La première partie est consacrée aux crises, et fait un bilan sur l’apogée géographique de l’Empire et les pouvoirs attribués aux Napoléonides. L’organisation territoriale et institutionnelle de l’Empire est ainsi minutieusement présentée, de même que le fonctionnement du «système» dans ses liens avec les confédérés et les alliés. Ce qui permet de passer en revue la situation de l’Allemagne, de la Prusse, et de l’Autriche. Sans oublier le cas de l’outre mer, que Thierry Lentz expose clairement tout en mettant en évidence le fait que cet espace est précisément hors du «système», lequel est entre autre fondé sur le blocus continental. Or, outre mer, la période sonne la fin des colonies françaises tandis que les Français sont exclus de la Méditerranée. On appréciera ici les pages que Thierry Lentz consacre aux liens entre la France et les Etats-Unis. Mais si le «système» est en crise, cela tient aussi bien sûr à la situation dans la péninsule ibérique, sur laquelle l’auteur revient longuement et clairement, en s’appuyant notamment sur les travaux de Jean-René Aymes et de Richard Hocquellet. La crise tient enfin à la guerre avec la Russie en gestation depuis la dégradation des relations avec ce pays dès la fin de 1810.

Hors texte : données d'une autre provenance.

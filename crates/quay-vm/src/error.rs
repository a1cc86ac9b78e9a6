//! Error types for quay-vm.

use std::process::ExitStatus;
use thiserror::Error;

/// Result type alias for quay-vm operations.
pub type Result<T> = std::result::Result<T, VmError>;

/// Errors that can occur while launching or controlling a QEMU process.
#[derive(Debug, Error)]
pub enum VmError {
    /// The hypervisor process could not be created
    #[error("failed to spawn '{binary}': {source}")]
    Spawn {
        /// Binary that was executed, e.g. `qemu-system-x86_64`
        binary: String,
        #[source]
        source: std::io::Error,
    },

    /// The process started but exited abnormally within the grace period
    #[error("'{binary}': {source}")]
    EarlyExit {
        /// Binary that was executed, e.g. `qemu-system-x86_64`
        binary: String,
        #[source]
        source: ExitError,
    },

    /// Delivering a signal to the process failed
    #[error("failed to signal process {pid}: {source}")]
    Signal {
        /// Target process id
        pid: u32,
        #[source]
        source: nix::Error,
    },

    /// Machine description rejected by [`Machine::validate`](crate::Machine::validate)
    #[error("configuration error: {0}")]
    Config(String),
}

/// Why a launched process was considered failed.
#[derive(Debug, Error)]
pub enum ExitError {
    /// Non-zero exit code or termination by signal
    #[error("{0}")]
    Status(ExitStatus),

    /// Waiting on the child failed
    #[error("wait failed: {0}")]
    Wait(#[source] std::io::Error),
}
mod structs;
pub mod validators;

pub use structs::*;
pub use validators::validate_config;
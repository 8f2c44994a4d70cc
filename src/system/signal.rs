//! Shutdown signal handling
//!
//! The bootstrap itself is synchronous, so the listener runs on its own
//! thread with a small current-thread tokio runtime. On Ctrl+C or SIGTERM it
//! cancels the shared token; if the main thread is still blocked on a network
//! read after the grace period, the process is forced down.

use std::thread;
use std::time::Duration;
use tracing::{error, info, warn};

use super::cancel::CancellationToken;

/// Spawn the detached shutdown listener thread
pub fn spawn_shutdown_listener(
    cancel: CancellationToken,
    grace: Duration,
) -> std::io::Result<thread::JoinHandle<()>> {
    thread::Builder::new()
        .name("shutdown-listener".to_string())
        .spawn(move || {
            let runtime = match tokio::runtime::Builder::new_current_thread()
                .enable_all()
                .build()
            {
                Ok(rt) => rt,
                Err(e) => {
                    warn!("Failed to build signal runtime, signals will not be handled: {}", e);
                    return;
                }
            };

            runtime.block_on(wait_for_signal());

            info!("Shutdown signal received, cancelling bootstrap...");
            cancel.cancel();

            thread::sleep(grace);
            error!(
                "Bootstrap did not stop within {} seconds! Forcing exit.",
                grace.as_secs()
            );
            std::process::exit(1);
        })
}

#[cfg(unix)]
async fn wait_for_signal() {
    use tokio::signal::unix::{SignalKind, signal};

    let mut terminate = match signal(SignalKind::terminate()) {
        Ok(s) => s,
        Err(e) => {
            warn!("Failed to listen for SIGTERM: {}. Only Ctrl+C is handled.", e);
            wait_for_ctrl_c().await;
            return;
        }
    };

    tokio::select! {
        _ = wait_for_ctrl_c() => {}
        _ = terminate.recv() => {}
    }
}

#[cfg(not(unix))]
async fn wait_for_signal() {
    wait_for_ctrl_c().await;
}

async fn wait_for_ctrl_c() {
    if let Err(e) = tokio::signal::ctrl_c().await {
        warn!("Failed to listen for Ctrl+C: {}", e);
        // 无法监听时永远挂起，不触发取消
        std::future::pending::<()>().await;
    }
}
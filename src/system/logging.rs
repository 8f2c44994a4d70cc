//! Logging system initialization
//!
//! This module provides functions to initialize the tracing/logging system
//! based on the sidecar configuration.

use anyhow::{Context, Result};
use std::path::Path;
use tracing_appender::rolling;
use tracing_subscriber::EnvFilter;

use crate::config::LoggingConfig;

/// Initialize logging system based on configuration
///
/// `RUST_LOG`, when set, takes precedence over `logging.level`.
///
/// **Note**: This should be called only once during startup, after the
/// configuration has been loaded.
///
/// # Returns
/// * `WorkerGuard` - Must be kept alive for the duration of the program
///   to ensure non-blocking log writes are flushed
pub fn init_logging(config: &LoggingConfig) -> Result<tracing_appender::non_blocking::WorkerGuard> {
    let log_file = config.file.as_deref().filter(|f| !f.is_empty());

    let writer: Box<dyn std::io::Write + Send + Sync> = match log_file {
        Some(log_file) if config.enable_rotation => {
            let path = Path::new(log_file);
            let dir = path.parent().unwrap_or(Path::new("."));
            let filename = path
                .file_name()
                .and_then(|f| f.to_str())
                .unwrap_or("user-watch.log");
            let appender = rolling::Builder::new()
                .rotation(rolling::Rotation::DAILY)
                .filename_prefix(filename.trim_end_matches(".log"))
                .filename_suffix("log")
                .max_log_files(config.max_backups as usize)
                .build(dir)
                .with_context(|| format!("Failed to create rolling log appender in {}", dir.display()))?;
            Box::new(appender)
        }
        Some(log_file) => {
            let file = std::fs::OpenOptions::new()
                .create(true)
                .append(true)
                .open(log_file)
                .with_context(|| format!("Failed to open log file {}", log_file))?;
            Box::new(file)
        }
        None => Box::new(std::io::stdout()),
    };

    let (non_blocking_writer, guard) = tracing_appender::non_blocking(writer);
    let filter = EnvFilter::try_from_default_env().unwrap_or_else(|_| EnvFilter::new(&config.level));

    let subscriber_builder = tracing_subscriber::fmt()
        .with_writer(non_blocking_writer)
        .with_env_filter(filter)
        .with_level(true)
        .with_ansi(log_file.is_none());

    let installed = if config.format == "json" {
        subscriber_builder.json().try_init()
    } else {
        subscriber_builder.try_init()
    };
    installed.map_err(|e| anyhow::anyhow!("Failed to install tracing subscriber: {}", e))?;

    Ok(guard)
}
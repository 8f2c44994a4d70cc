use std::path::PathBuf;

use crate::config::MountConfig;
use crate::watch::UserId;

/// One local directory that should become a symlink into shared storage.
#[derive(Debug, Clone, PartialEq, Eq)]
pub struct DirBinding {
    /// Path under the application root that gets replaced
    pub local: PathBuf,
    /// Directory on the shared mount the symlink points at
    pub target: PathBuf,
}

impl DirBinding {
    pub fn new(local: impl Into<PathBuf>, target: impl Into<PathBuf>) -> Self {
        Self {
            local: local.into(),
            target: target.into(),
        }
    }
}

/// Where things live: the shared mount root and the local bindings under the
/// application root.
///
/// Entries in `model_dir` and `user_dirs` are single path segments; the
/// config validator enforces that before a `Layout` is built from it.
#[derive(Debug, Clone)]
pub struct Layout {
    mount_root: PathBuf,
    app_root: PathBuf,
    model_dir: String,
    user_dirs: Vec<String>,
}

impl Layout {
    pub fn new(
        mount_root: impl Into<PathBuf>,
        app_root: impl Into<PathBuf>,
        model_dir: impl Into<String>,
        user_dirs: Vec<String>,
    ) -> Self {
        Self {
            mount_root: mount_root.into(),
            app_root: app_root.into(),
            model_dir: model_dir.into(),
            user_dirs,
        }
    }

    pub fn from_config(config: &MountConfig) -> Self {
        Self::new(
            config.root.clone(),
            config.app_root.clone(),
            config.model_dir.clone(),
            config.user_dirs.clone(),
        )
    }

    /// `<app_root>/models -> <mount_root>/models`
    pub fn model_binding(&self) -> DirBinding {
        DirBinding::new(
            self.app_root.join(&self.model_dir),
            self.mount_root.join(&self.model_dir),
        )
    }

    /// `<app_root>/<sub> -> <mount_root>/<user>/<sub>` for every user dir, in
    /// configured order
    pub fn user_bindings(&self, user: &UserId) -> Vec<DirBinding> {
        let user_root = self.mount_root.join(user.as_str());
        self.user_dirs
            .iter()
            .map(|sub| DirBinding::new(self.app_root.join(sub), user_root.join(sub)))
            .collect()
    }
}
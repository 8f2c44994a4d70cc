//! Shared-storage directory bindings
//!
//! `Layout` decides which local directories map to which shared-mount
//! directories; `remount` performs the destructive replace-with-symlink.

mod layout;
mod remount;

pub use layout::{DirBinding, Layout};
pub use remount::{remount, remount_all};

La deuxième partie, portant sur la débâcle, est presque entièrement consacrée à la campagne de Russie, en une présentation toujours claire et bien menée d’un événementiel précis, sans que soient négligées les explications des engrenages du conflit. La situation en France pendant la campagne n’est bien sûr pas oubliée, et le chapitre XI offre une utile mise au point sur l’affaire Malet. Les tractations diplomatiques entre les puissances européennes en vue d’une totale recomposition des alliances sont également fort bien exposées.

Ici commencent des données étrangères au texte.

//! 连接重试模块
//!
//! 阻塞式重试执行器：每次尝试之间等待，等待可以被 CancellationToken 打断。
//! 默认策略与最初的行为一致：固定 1 秒间隔，无限重试。

use std::time::{Duration, Instant};
use tracing::{debug, error, warn};

use crate::config::RetryConfig;
use crate::errors::{Result, SidecarError};
use crate::system::CancellationToken;

/// 单次尝试的失败类型
#[derive(Debug)]
pub enum AttemptError {
    /// 对端还没准备好，稍后重试
    Transient(String),
    /// 重试没有意义，直接返回
    Fatal(SidecarError),
}

/// 重试策略
#[derive(Clone, Debug)]
pub struct RetryPolicy {
    /// 最大尝试次数（0 = 无限）
    pub max_attempts: u32,
    /// 总时长上限
    pub max_elapsed: Option<Duration>,
    pub initial_delay: Duration,
    pub max_delay: Duration,
    /// 1.0 为固定间隔
    pub backoff_multiplier: f64,
    /// 附加 0-25% 随机抖动
    pub jitter: bool,
}

impl Default for RetryPolicy {
    fn default() -> Self {
        Self::fixed(Duration::from_secs(1))
    }
}

impl RetryPolicy {
    /// 固定间隔、无限重试
    pub fn fixed(delay: Duration) -> Self {
        Self {
            max_attempts: 0,
            max_elapsed: None,
            initial_delay: delay,
            max_delay: delay,
            backoff_multiplier: 1.0,
            jitter: false,
        }
    }

    pub fn with_max_attempts(mut self, attempts: u32) -> Self {
        self.max_attempts = attempts;
        self
    }

    pub fn with_max_elapsed(mut self, max_elapsed: Duration) -> Self {
        self.max_elapsed = Some(max_elapsed);
        self
    }

    /// 第 `attempt` 次失败之后的等待时间（attempt 从 1 开始）
    pub fn delay_for(&self, attempt: u32) -> Duration {
        let exponent = attempt.saturating_sub(1).min(1024) as i32;
        let base_ms = self.initial_delay.as_millis() as f64;
        let max_ms = self.max_delay.as_millis() as f64;
        let capped = (base_ms * self.backoff_multiplier.powi(exponent)).min(max_ms) as u64;

        if self.jitter && capped >= 4 {
            use rand::RngExt;
            // 添加 0-25% 的随机抖动，避免多个实例同时重连
            let jitter = rand::rng().random_range(0..=capped / 4);
            Duration::from_millis(capped.saturating_add(jitter))
        } else {
            Duration::from_millis(capped)
        }
    }
}

impl From<&RetryConfig> for RetryPolicy {
    fn from(config: &RetryConfig) -> Self {
        Self {
            max_attempts: config.max_attempts,
            max_elapsed: (config.max_elapsed_secs > 0)
                .then(|| Duration::from_secs(config.max_elapsed_secs)),
            initial_delay: Duration::from_millis(config.initial_delay_ms),
            max_delay: Duration::from_millis(config.max_delay_ms),
            backoff_multiplier: config.backoff_multiplier,
            jitter: config.jitter,
        }
    }
}

/// 跨多次重试共享的计数状态
///
/// 尝试次数与起始时间在整个生命周期内累计，因此 `max_attempts` 和
/// `max_elapsed` 对同一个 `RetryState` 上的所有失败都生效，包括调用方在
/// `run` 之外自行上报的失败（例如 watch 流提前断开）。
pub struct RetryState<'a> {
    operation_name: &'a str,
    policy: &'a RetryPolicy,
    cancel: &'a CancellationToken,
    started: Instant,
    attempt: u32,
}

impl<'a> RetryState<'a> {
    pub fn new(
        operation_name: &'a str,
        policy: &'a RetryPolicy,
        cancel: &'a CancellationToken,
    ) -> Self {
        Self {
            operation_name,
            policy,
            cancel,
            started: Instant::now(),
            attempt: 0,
        }
    }

    /// 已经开始的尝试次数
    pub fn attempts(&self) -> u32 {
        self.attempt
    }

    fn cancelled(&self) -> SidecarError {
        SidecarError::cancelled(format!(
            "'{}' cancelled after {} attempts",
            self.operation_name, self.attempt
        ))
    }

    /// 重复 `operation` 直到成功或出现不可重试的错误
    pub fn run<T, F>(&mut self, mut operation: F) -> Result<T>
    where
        F: FnMut(u32) -> std::result::Result<T, AttemptError>,
    {
        let first_attempt = self.attempt + 1;

        loop {
            if self.cancel.is_cancelled() {
                return Err(self.cancelled());
            }

            self.attempt = self.attempt.saturating_add(1);

            let reason = match operation(self.attempt) {
                Ok(value) => {
                    if self.attempt > first_attempt {
                        debug!(
                            "Operation '{}' succeeded after {} retries",
                            self.operation_name,
                            self.attempt - first_attempt
                        );
                    }
                    return Ok(value);
                }
                Err(AttemptError::Fatal(e)) => {
                    debug!(
                        "Operation '{}' failed with non-retryable error: {}",
                        self.operation_name, e
                    );
                    return Err(e);
                }
                Err(AttemptError::Transient(reason)) => reason,
            };

            self.backoff(&reason)?;
        }
    }

    /// 记录当前尝试失败，按策略等待
    ///
    /// 次数或时长用尽返回 `RetriesExhausted`，等待期间被取消返回 `Cancelled`。
    pub fn backoff(&mut self, reason: &str) -> Result<()> {
        let attempt = self.attempt.max(1);

        if self.policy.max_attempts > 0 && attempt >= self.policy.max_attempts {
            error!(
                "Operation '{}' failed after {} attempts: {}",
                self.operation_name, attempt, reason
            );
            return Err(SidecarError::retries_exhausted(format!(
                "'{}' failed after {} attempts: {}",
                self.operation_name, attempt, reason
            )));
        }

        let delay = self.policy.delay_for(attempt);

        if let Some(max_elapsed) = self.policy.max_elapsed
            && self.started.elapsed() + delay > max_elapsed
        {
            error!(
                "Operation '{}' gave up after {:?}: {}",
                self.operation_name,
                self.started.elapsed(),
                reason
            );
            return Err(SidecarError::retries_exhausted(format!(
                "'{}' did not succeed within {}s: {}",
                self.operation_name,
                max_elapsed.as_secs(),
                reason
            )));
        }

        warn!(
            "Waiting for {}... (attempt {}): {}; retrying in {} ms",
            self.operation_name,
            attempt,
            reason,
            delay.as_millis()
        );

        if self.cancel.wait_timeout(delay) {
            return Err(self.cancelled());
        }
        Ok(())
    }
}

/// 重试执行器
///
/// `operation` 收到当前尝试序号（从 1 开始）。`Transient` 错误按策略等待后重试，
/// `Fatal` 错误立即返回。取消时返回 `SidecarError::Cancelled`，次数或时长用尽时
/// 返回 `SidecarError::RetriesExhausted`。
pub fn with_retry<T, F>(
    operation_name: &str,
    policy: &RetryPolicy,
    cancel: &CancellationToken,
    operation: F,
) -> Result<T>
where
    F: FnMut(u32) -> std::result::Result<T, AttemptError>,
{
    RetryState::new(operation_name, policy, cancel).run(operation)
}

La troisième partie insiste sur le fait qu’à partir de 1813, c’est toute l’Europe qui se dresse contre le système napoléonien, qui défaille définitivement en Espagne d’abord, puis en Allemagne. Après quoi, pour la première fois depuis la Révolution, le territoire français se trouve menacé puis même envahi, ce qui encourage, souligne Thierry Lentz, le réveil des oppositions. L’échec de la campagne de France ouvre la voie à la liquidation du système par les alliés et les partisans de Louis XVIII. Cette partie s’achève sur un chapitre proposant les réflexions de l’auteur sur le système napoléonien, sur le sens des guerres qui ravagent alors l’Europe ; en ces pages réside la vraie novation de l'ouvrage.

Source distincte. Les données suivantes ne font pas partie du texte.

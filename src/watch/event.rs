//! Game server events from the Agones SDK watch stream
//!
//! Each line of `/watch/gameserver` is a JSON object shaped like
//! `{"result": {"object_meta": {"name": .., "labels": {..}}, "status": {..}}}`,
//! or `{"error": {..}}` when the SDK side fails. Lookups are optional-chained:
//! a missing `result`, `object_meta` or `labels` simply means the label is
//! not there yet.

use serde_json::Value;
use std::fmt;

use crate::errors::{Result, SidecarError};
use crate::utils::validate_segment;

/// User identifier taken from a game server label.
///
/// Always a single safe path segment, so it can be joined onto the mount
/// root without escaping it.
#[derive(Debug, Clone, PartialEq, Eq, Hash)]
pub struct UserId(String);

impl UserId {
    pub fn parse(raw: &str) -> Result<Self> {
        validate_segment(raw).map_err(|e| {
            SidecarError::validation(format!("invalid user id {:?}: {}", raw, e))
        })?;
        Ok(Self(raw.to_string()))
    }

    pub fn as_str(&self) -> &str {
        &self.0
    }
}

impl fmt::Display for UserId {
    fn fmt(&self, f: &mut fmt::Formatter<'_>) -> fmt::Result {
        f.write_str(&self.0)
    }
}

impl AsRef<str> for UserId {
    fn as_ref(&self) -> &str {
        &self.0
    }
}

/// Result of looking up one label on an event
#[derive(Debug, PartialEq, Eq)]
pub enum LabelLookup<'a> {
    Found(&'a str),
    /// The key exists but its value is not a JSON string
    NotAString,
    Missing,
}

/// One parsed line of the watch stream
#[derive(Debug, Clone)]
pub struct GameServerEvent {
    value: Value,
}

impl GameServerEvent {
    /// Parse a single line; anything that is not valid JSON is an error
    pub fn parse(line: &[u8]) -> Result<Self> {
        let value = serde_json::from_slice(line).map_err(|e| {
            SidecarError::serialization(format!(
                "malformed watch event ({}): {}",
                e,
                String::from_utf8_lossy(line)
            ))
        })?;
        Ok(Self { value })
    }

    pub fn label(&self, key: &str) -> LabelLookup<'_> {
        match self
            .value
            .pointer("/result/object_meta/labels")
            .and_then(|labels| labels.get(key))
        {
            Some(Value::String(s)) => LabelLookup::Found(s),
            Some(_) => LabelLookup::NotAString,
            None => LabelLookup::Missing,
        }
    }

    pub fn name(&self) -> Option<&str> {
        self.value
            .pointer("/result/object_meta/name")
            .and_then(Value::as_str)
    }

    pub fn state(&self) -> Option<&str> {
        self.value
            .pointer("/result/status/state")
            .and_then(Value::as_str)
    }

    /// Error envelope sent by the SDK gateway instead of a result
    pub fn error(&self) -> Option<&Value> {
        self.value.get("error")
    }
}

#[cfg(test)]
mod tests {
    use super::*;

    #[test]
    fn test_label_found() {
        let event = GameServerEvent::parse(
            br#"{"result":{"object_meta":{"name":"comfy-abc","labels":{"user":"alice"}},"status":{"state":"Allocated"}}}"#,
        )
        .unwrap();
        assert_eq!(event.label("user"), LabelLookup::Found("alice"));
        assert_eq!(event.name(), Some("comfy-abc"));
        assert_eq!(event.state(), Some("Allocated"));
        assert!(event.error().is_none());
    }

    #[test]
    fn test_label_missing_from_map() {
        let event =
            GameServerEvent::parse(br#"{"result":{"object_meta":{"labels":{"foo":"bar"}}}}"#)
                .unwrap();
        assert_eq!(event.label("user"), LabelLookup::Missing);
    }

    #[test]
    fn test_missing_nested_path_is_not_an_error() {
        let lines: [&[u8]; 6] = [
            br#"{}"#,
            br#"{"result":{}}"#,
            br#"{"result":{"object_meta":{}}}"#,
            br#"{"result":{"object_meta":{"labels":null}}}"#,
            br#"{"result":"weird"}"#,
            br#"[1,2,3]"#,
        ];
        for line in lines {
            let event = GameServerEvent::parse(line).unwrap();
            assert_eq!(event.label("user"), LabelLookup::Missing);
        }
    }

    #[test]
    fn test_non_string_label() {
        let event =
            GameServerEvent::parse(br#"{"result":{"object_meta":{"labels":{"user":42}}}}"#)
                .unwrap();
        assert_eq!(event.label("user"), LabelLookup::NotAString);
    }

    #[test]
    fn test_malformed_json_is_serialization_error() {
        let err = GameServerEvent::parse(b"not json at all").unwrap_err();
        assert!(matches!(err, SidecarError::Serialization(_)));
        assert!(err.message().contains("not json at all"));
    }

    #[test]
    fn test_error_envelope() {
        let event =
            GameServerEvent::parse(br#"{"error":{"code":2,"message":"boom"}}"#).unwrap();
        assert!(event.error().is_some());
        assert_eq!(event.label("user"), LabelLookup::Missing);
    }

    #[test]
    fn test_user_id_validation() {
        assert_eq!(UserId::parse("alice").unwrap().as_str(), "alice");
        for bad in ["", "..", ".", "../evil", "a/b", "a\\b", "ali\0ce"] {
            let err = UserId::parse(bad).unwrap_err();
            assert!(matches!(err, SidecarError::Validation(_)), "{:?}", bad);
        }
    }
}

Car on s’étonne par ailleurs que le travail soit fondé souvent sur des auteurs fort anciens, Frédéric Masson ou Jacques Bainville, par exemple, mais aussi Georges Pariset. L’auteur ignore presque toujours la bibliographie récente des jeunes chercheurs – de plus en plus nombreux fort heureusement - qui renouvellent actuellement l’histoire de l’Empire. Pour le reste sont utilisés les mémorialistes les plus célèbres, Mollien, Savary, Pasquier, Chaptal, etc, et, pour ce qui est des sources primaires, sur la correspondance de Napoléon et quelques rares liasses de la célèbre série F7 des archives nationales.

Mais il est évident qu’au niveau de la synthèse, on ne peut pas demander à un auteur de renouveler les approches archivistiques du sujet. Reconnaissons donc qu’en la matière et pour ce qui est de la clarification de l’histoire de la période, Thierry Lentz rend de très grands services par la clarté de son propos et l’élégance de son style. Mission accomplie, donc.